Сол посидел несколько минут, глядя на огонь, крепко стиснув руки. Потом пошел за ней. Натали стояла, прислонившись к кухонному столику; в левой руке у нее была зажата бумажная салфетка. Сол остановился рядом.
— От всего этого можно сойти с ума. — Она все еще не смотрела на Сола.
— Да.
— Как будто он был ничем. Просто какой-то неважной мелочью. Вы понимаете, что я хочу сказать?
— Да.
— Когда я была маленькой, я часто смотрела ковбойские фильмы по телевизору, — продолжала Натали. — И когда там кого-нибудь убивали, даже не героя и не злодея, а так, просто какого-то постороннего человека, то получалось — вроде его никогда не было, понимаете? И вот это не давало мне покоя. Мне было всего шесть или семь, но это очень волновало меня. Я всегда думала об этом человеке, и что у него, наверно, были родители, и что он столько лет рос, и как он в то утро одевался, а потом бац! — и его больше нет, просто потому, что автор хотел показать, как ловко его герой-супермен обращается с оружием или еще что-нибудь. А-а, ч-черт, я никак не могу выразить, что хочу сказать... — Натали сильно ударила по столику ладонью.
Сол шагнул вперед и коснулся ее руки.
— Да нет, вы очень хорошо все выразили.
— У меня просто все кипит внутри. — Она всхлипнула. — Мой отец был, он взаправду существовал. И он никогда никому не причинял боли. Вообще никогда. Он был самым добрым человеком, которого я когда-либо знала, и вот теперь его убили, и никто не может сказать, почему. Они просто не знают. О-о, будь все проклято... Извините меня.

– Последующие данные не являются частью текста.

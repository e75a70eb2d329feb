use lazy_static::lazy_static;
use regex::Regex;
use time::{macros::format_description, OffsetDateTime, UtcOffset};
use uuid::Uuid;

use super::dto::{PatientCard, PatientFilters, PatientsView};
use crate::error::RemoteError;
use crate::remote::{fetch_rows, Query, RemoteClient, Scope, SortOrder};
use crate::schema::{Patient, Table};
use crate::view::PageState;

const NO_NAME: &str = "Nome não informado";
const NO_NUMBER: &str = "N/A";
const NEVER: &str = "Nunca";
const NO_MATCHES: &str = "Nenhum paciente encontrado com os filtros aplicados.";
const NO_PATIENTS: &str =
    "Nenhum paciente cadastrado ainda. Comece adicionando seu primeiro paciente!";

pub async fn load_patients(
    remote: &dyn RemoteClient,
    user_id: Uuid,
) -> Result<Vec<Patient>, RemoteError> {
    let q = Query::table(Table::Patients)
        .scoped(Scope::Owner(user_id))
        .order_by("created_at", SortOrder::Desc);
    fetch_rows(remote, &q).await
}

fn matches_search(patient: &Patient, search: &str) -> bool {
    if search.is_empty() {
        return true;
    }
    let needle = search.to_lowercase();
    let by_name = patient
        .name
        .as_deref()
        .is_some_and(|n| n.to_lowercase().contains(&needle));
    let by_number = patient
        .whatsapp_number
        .as_deref()
        .is_some_and(|n| n.contains(search));
    by_name || by_number
}

fn matches_tag(patient: &Patient, tag: &str) -> bool {
    tag.is_empty() || patient.has_tag(tag)
}

/// Patients matching both the search text and the tag.
pub fn filter_patients<'a>(patients: &'a [Patient], search: &str, tag: &str) -> Vec<&'a Patient> {
    patients
        .iter()
        .filter(|p| matches_search(p, search) && matches_tag(p, tag))
        .collect()
}

/// Distinct tags in first-seen order.
pub fn all_tags(patients: &[Patient]) -> Vec<String> {
    let mut tags: Vec<String> = Vec::new();
    for tag in patients.iter().filter_map(|p| p.tags.as_ref()).flatten() {
        if !tags.contains(tag) {
            tags.push(tag.clone());
        }
    }
    tags
}

/// `"11999999999"` → `"(11) 99999-9999"`; anything else is returned as is.
pub fn format_whatsapp(number: &str) -> String {
    lazy_static! {
        static ref BR_MOBILE: Regex = Regex::new(r"^(\d{2})(\d{5})(\d{4})$").unwrap();
    }
    BR_MOBILE.replace(number, "($1) $2-$3").into_owned()
}

/// `dd/mm/yyyy` of the UTC calendar date.
pub fn format_date(value: Option<OffsetDateTime>) -> String {
    let Some(value) = value else {
        return NEVER.to_string();
    };
    let fmt = format_description!("[day]/[month]/[year]");
    value
        .to_offset(UtcOffset::UTC)
        .format(fmt)
        .unwrap_or_else(|_| NEVER.to_string())
}

fn card(patient: &Patient) -> PatientCard {
    PatientCard {
        id: patient.id,
        name: patient.name.clone().unwrap_or_else(|| NO_NAME.to_string()),
        whatsapp: patient
            .whatsapp_number
            .as_deref()
            .map(format_whatsapp)
            .unwrap_or_else(|| NO_NUMBER.to_string()),
        last_consultation: format_date(patient.last_consultation),
        registered_at: format_date(patient.created_at),
        tags: patient.tags.clone().unwrap_or_default(),
    }
}

pub fn build_view(patients: &[Patient], filters: &PatientFilters) -> PatientsView {
    let cards: Vec<PatientCard> = filter_patients(patients, &filters.search, &filters.tag)
        .into_iter()
        .map(card)
        .collect();
    let empty_message = match (cards.is_empty(), filters.is_active()) {
        (false, _) => None,
        (true, true) => Some(NO_MATCHES),
        (true, false) => Some(NO_PATIENTS),
    };
    PatientsView {
        total: patients.len(),
        patients: cards,
        all_tags: all_tags(patients),
        search: filters.search.clone(),
        tag: filters.tag.clone(),
        empty_message,
    }
}

pub async fn build_patients_page(
    remote: &dyn RemoteClient,
    user_id: Uuid,
    filters: &PatientFilters,
) -> PageState<PatientsView> {
    PageState::Loading
        .settle("patients", load_patients(remote, user_id).await)
        .map(|patients| build_view(&patients, filters))
}

#[cfg(test)]
mod tests {
    use super::*;
    use crate::remote::memory::MemoryRemote;
    use serde_json::json;
    use time::macros::datetime;

    fn patient(name: Option<&str>, number: Option<&str>, tags: &[&str]) -> Patient {
        Patient {
            id: Uuid::new_v4(),
            user_id: None,
            name: name.map(str::to_string),
            whatsapp_number: number.map(str::to_string),
            tags: if tags.is_empty() {
                None
            } else {
                Some(tags.iter().map(|t| t.to_string()).collect())
            },
            last_consultation: None,
            created_at: None,
            updated_at: None,
        }
    }

    fn roster() -> Vec<Patient> {
        vec![
            patient(Some("Maria Silva"), Some("11987654321"), &["diabetes", "vegano"]),
            patient(Some("João Santos"), Some("21912345678"), &["esportista"]),
            patient(Some("ana costa"), None, &["vegano"]),
            patient(None, Some("31999990000"), &[]),
            patient(None, None, &[]),
        ]
    }

    fn names(found: &[&Patient]) -> Vec<Option<String>> {
        found.iter().map(|p| p.name.clone()).collect()
    }

    #[test]
    fn empty_filters_keep_everyone() {
        let all = roster();
        assert_eq!(filter_patients(&all, "", "").len(), all.len());
    }

    #[test]
    fn search_is_case_insensitive_on_name_and_raw_on_number() {
        let all = roster();
        assert_eq!(
            names(&filter_patients(&all, "ANA", "")),
            vec![Some("ana costa".to_string())]
        );
        assert_eq!(
            names(&filter_patients(&all, "silva", "")),
            vec![Some("Maria Silva".to_string())]
        );
        let by_number = filter_patients(&all, "99990", "");
        assert_eq!(by_number.len(), 1);
        assert_eq!(by_number[0].whatsapp_number.as_deref(), Some("31999990000"));
        // formatted input does not match raw digits
        assert!(filter_patients(&all, "(11)", "").is_empty());
    }

    #[test]
    fn tag_is_exact_and_anded_with_search() {
        let all = roster();
        assert_eq!(filter_patients(&all, "", "vegano").len(), 2);
        assert!(filter_patients(&all, "", "vegan").is_empty());
        assert_eq!(
            names(&filter_patients(&all, "maria", "vegano")),
            vec![Some("Maria Silva".to_string())]
        );
        assert!(filter_patients(&all, "joão", "vegano").is_empty());
    }

    #[test]
    fn tags_are_distinct_in_first_seen_order() {
        assert_eq!(all_tags(&roster()), vec!["diabetes", "vegano", "esportista"]);
        assert!(all_tags(&[]).is_empty());
    }

    #[test]
    fn whatsapp_formatting() {
        assert_eq!(format_whatsapp("11999999999"), "(11) 99999-9999");
        assert_eq!(format_whatsapp("1199999999"), "1199999999");
        assert_eq!(format_whatsapp("5511999999999"), "5511999999999");
        assert_eq!(format_whatsapp("(11) 99999-9999"), "(11) 99999-9999");
    }

    #[test]
    fn dates_render_pt_br() {
        assert_eq!(format_date(Some(datetime!(2026-03-07 18:00 UTC))), "07/03/2026");
        assert_eq!(format_date(None), "Nunca");
    }

    #[test]
    fn view_uses_fallback_labels_and_empty_messages() {
        let all = roster();
        let view = build_view(&all, &PatientFilters::default());
        assert_eq!(view.total, 5);
        assert_eq!(view.patients[2].whatsapp, "N/A");
        assert_eq!(view.patients[3].name, "Nome não informado");
        assert_eq!(view.patients[0].whatsapp, "(11) 98765-4321");
        assert_eq!(view.patients[0].last_consultation, "Nunca");
        assert_eq!(view.empty_message, None);

        let filtered = build_view(
            &all,
            &PatientFilters {
                search: "ninguém".into(),
                tag: String::new(),
            },
        );
        assert_eq!(filtered.total, 5);
        assert_eq!(filtered.empty_message, Some(NO_MATCHES));

        let none = build_view(&[], &PatientFilters::default());
        assert_eq!(none.empty_message, Some(NO_PATIENTS));
    }

    #[tokio::test]
    async fn page_loads_newest_first_for_session_user() {
        let me = Uuid::new_v4();
        let remote = MemoryRemote::new();
        remote.seed(
            Table::Patients,
            vec![
                json!({"id": Uuid::new_v4(), "user_id": me, "name": "Antiga", "created_at": "2026-01-01T00:00:00Z"}),
                json!({"id": Uuid::new_v4(), "user_id": me, "name": "Nova", "created_at": "2026-09-01T00:00:00Z"}),
                json!({"id": Uuid::new_v4(), "user_id": Uuid::new_v4(), "name": "Alheia", "created_at": "2026-10-01T00:00:00Z"}),
            ],
        );
        let page = build_patients_page(&remote, me, &PatientFilters::default()).await;
        let view = page.data().unwrap();
        let shown: Vec<&str> = view.patients.iter().map(|c| c.name.as_str()).collect();
        assert_eq!(shown, vec!["Nova", "Antiga"]);
        assert_eq!(view.patients[0].registered_at, "01/09/2026");
    }

    #[tokio::test]
    async fn failed_fetch_renders_empty_roster() {
        let remote = MemoryRemote::new();
        remote.fail_all();
        let page = build_patients_page(&remote, Uuid::new_v4(), &PatientFilters::default()).await;
        assert!(page.is_degraded());
        let view = page.data().unwrap();
        assert_eq!(view.total, 0);
        assert_eq!(view.empty_message, Some(NO_PATIENTS));
    }
}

Сол обнял ее и так держал, пока она не успокоилась..
Натали разогрела кофе и теперь сидела а кресле. Сол стоял у камина, рассеянно проводя рукой по листьям шведского плюща.
— Их было трое, — тихо сказал он. — Мелани Фуллер, Нина Дрейтон и человек из Калифорнии по фамилии Борден. И все трое были убийцы.
— Убийцы? Но в полиции сказали, что миз Фуллер была довольно старой леди... очень старой.... а мисс Дрейтон тоже оказалась жертвой в тот вечер...
— Да, — кивнул Сол, — и все же они трое и есть убийцы.
— При мне никто не упоминал имени Бордена, — заметила Натали.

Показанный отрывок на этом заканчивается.